As we can see from the chart above that bearish impulse seems to have petered out around 109.49. Probably not entirely coincidentally that is also the 50% Fibonacci retracement of this year’s rise up from the lows of February to the peaks of late April.
Continued weakness here would bring the next, 61.8% retracement into view but momentum indicators suggest that a period of consolidation will be required around current levels before such a bearish foray could be made to stick. Be wary therefore of any short term probes downward.
If Dollar bulls can hang on then an attempt at the 110.14 point could be seen. This is the 38.2% retracement which gave way last week and now forms near-term resistance. Recapturing that would probably re-energize the upside play considerably but it’s far from certain to be seen anytime soon.
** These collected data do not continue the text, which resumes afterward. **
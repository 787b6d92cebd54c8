//! Formatting utilities for terminal output

use crate::core::{Color, ExprError, Feedback, Op};
use colored::{ColoredString, Colorize};

const ATOM: u8 = 3;

const fn precedence(op: Op) -> u8 {
    match op {
        Op::Add | Op::Sub => 1,
        Op::Mul | Op::Div => 2,
    }
}

/// Render a postfix expression in conventional infix form
///
/// Only the parentheses precedence requires are emitted.
///
/// # Errors
/// Returns `ExprError` if the postfix text is malformed.
///
/// # Examples
/// ```
/// use puzzle_helpers::output::formatters::postfix_to_infix;
///
/// assert_eq!(postfix_to_infix("3 4 + 5 *").unwrap(), "(3 + 4) * 5");
/// assert_eq!(postfix_to_infix("2 3 * 4 +").unwrap(), "2 * 3 + 4");
/// ```
pub fn postfix_to_infix(expr: &str) -> Result<String, ExprError> {
    let mut stack: Vec<(String, u8)> = Vec::new();

    for token in expr.split_whitespace() {
        if let Some(op) = Op::from_token(token) {
            let (rhs, rhs_prec) = stack.pop().ok_or(ExprError::MissingOperand(op))?;
            let (lhs, lhs_prec) = stack.pop().ok_or(ExprError::MissingOperand(op))?;
            let prec = precedence(op);

            let lhs = if lhs_prec < prec { format!("({lhs})") } else { lhs };
            let non_associative = matches!(op, Op::Sub | Op::Div);
            let rhs = if rhs_prec < prec || (rhs_prec == prec && non_associative) {
                format!("({rhs})")
            } else {
                rhs
            };
            stack.push((format!("{lhs} {op} {rhs}"), prec));
        } else {
            token
                .parse::<i64>()
                .map_err(|_| ExprError::InvalidToken(token.to_string()))?;
            stack.push((token.to_string(), ATOM));
        }
    }

    match stack.len() {
        1 => Ok(stack.remove(0).0),
        n => Err(ExprError::Unbalanced(n)),
    }
}

/// Format feedback as colored letter tiles
#[must_use]
pub fn colored_guess(word: &str, feedback: Feedback) -> String {
    word.chars()
        .zip(feedback.colors())
        .map(|(letter, &color)| tile(letter, color).to_string())
        .collect()
}

fn tile(letter: char, color: Color) -> ColoredString {
    let text = format!(" {} ", letter.to_ascii_uppercase());
    match color {
        Color::Green => text.black().on_green().bold(),
        Color::Yellow => text.black().on_yellow().bold(),
        Color::Black => text.white().on_bright_black(),
    }
}

/// Lay out words in fixed-width columns, `per_row` to a line
#[must_use]
pub fn columns<'a>(words: impl IntoIterator<Item = &'a str>, per_row: usize) -> String {
    let per_row = per_row.max(1);
    let words: Vec<&str> = words.into_iter().collect();
    words
        .chunks(per_row)
        .map(|row| row.join("  "))
        .collect::<Vec<_>>()
        .join("\n")
}

#[cfg(test)]
mod tests {
    use super::*;

    #[test]
    fn infix_single_number() {
        assert_eq!(postfix_to_infix("42").unwrap(), "42");
        assert_eq!(postfix_to_infix("-7").unwrap(), "-7");
    }

    #[test]
    fn infix_keeps_needed_parentheses() {
        assert_eq!(postfix_to_infix("3 4 + 5 *").unwrap(), "(3 + 4) * 5");
        assert_eq!(postfix_to_infix("5 3 4 + *").unwrap(), "5 * (3 + 4)");
        assert_eq!(postfix_to_infix("9 4 2 - -").unwrap(), "9 - (4 - 2)");
        assert_eq!(postfix_to_infix("12 6 2 / /").unwrap(), "12 / (6 / 2)");
    }

    #[test]
    fn infix_drops_redundant_parentheses() {
        assert_eq!(postfix_to_infix("5 5 + 5 +").unwrap(), "5 + 5 + 5");
        assert_eq!(postfix_to_infix("5 5 5 + +").unwrap(), "5 + 5 + 5");
        assert_eq!(postfix_to_infix("4 3 * 2 -").unwrap(), "4 * 3 - 2");
        assert_eq!(postfix_to_infix("2 3 4 * +").unwrap(), "2 + 3 * 4");
    }

    #[test]
    fn infix_rejects_malformed() {
        assert!(postfix_to_infix("3 +").is_err());
        assert!(postfix_to_infix("3 4").is_err());
        assert!(postfix_to_infix("3 x +").is_err());
    }

    #[test]
    fn columns_wraps_rows() {
        let out = columns(["aback", "abase", "abate"], 2);
        assert_eq!(out, "aback  abase\nabate");
        assert_eq!(columns([], 4), "");
    }

    #[test]
    fn colored_guess_has_every_letter() {
        colored::control::set_override(false);
        let fb: Feedback = "GYBBB".parse().unwrap();
        assert_eq!(colored_guess("chant", fb), " C  H  A  N  T ");
    }
}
The uncommitted may want wait and see where the weekly and monthly close is relative to all three levels. It could be most instructive.
At the other end of the risk spectrum we find the growth-linked Australian Dollar. In the current fundamental climate it should be no surprise that the Aussie continues to suffer against the Japanese Yen, with general risk aversion accentuated in that currency’s case by sliding bond yields and prognoses of further interest rate cuts ahead.
This toxic cocktail has already seen AUDJPY abandon the broad range which endured for much of this year, with Aussie bulls now desperately trying to build some sort of base just above this year’s January lows.
It’s arguable that they’ve been quite successful so far given the swathe of fundamental negatives now in this market, but it’s also highly probable that the consolidation we can see in USDJPY has played a part too. If that major pair falls further, it’s all-too likely that AUDJPY will be going with it, with those January lows probably the first to fall.